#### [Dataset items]
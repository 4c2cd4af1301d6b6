//! The seam between the scheduler and the component runner.

use async_trait::async_trait;

use crate::operation::Operation;

/// Failure of one component invocation, classified for retry decisions.
#[derive(Debug, thiserror::Error)]
pub enum InvokeError {
    /// Transient failure; the operation is re-queued as `clientError` until
    /// the retry budget is exhausted.
    #[error("retriable invocation failure: {message}")]
    Retriable {
        /// Description of the failure.
        message: String,
    },

    /// Permanent failure; the operation moves straight to `error`.
    #[error("non-retriable invocation failure: {message}")]
    NonRetriable {
        /// Description of the failure.
        message: String,
    },
}

impl InvokeError {
    /// Creates a retriable invocation error.
    #[must_use]
    pub fn retriable(message: impl Into<String>) -> Self {
        Self::Retriable {
            message: message.into(),
        }
    }

    /// Creates a non-retriable invocation error.
    #[must_use]
    pub fn non_retriable(message: impl Into<String>) -> Self {
        Self::NonRetriable {
            message: message.into(),
        }
    }

    /// Returns true if the failure is worth another attempt.
    #[must_use]
    pub const fn is_retriable(&self) -> bool {
        matches!(self, Self::Retriable { .. })
    }
}

/// Drives one claimed operation to completion.
///
/// Implementations run the component installation (or delegate it to a
/// remote worker) and report the outcome; the scheduler owns all operation
/// state bookkeeping.
#[async_trait]
pub trait ComponentInvoker: Send + Sync {
    /// Executes the component operation.
    async fn invoke(&self, operation: &Operation) -> std::result::Result<(), InvokeError>;
}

#### [DIRECTIONS]
Among the entries above, identify all lines with "Creates" and copy them.

#### [EXPECTED ANSWER]
    /// Creates a retriable invocation error.
    /// Creates a non-retriable invocation error.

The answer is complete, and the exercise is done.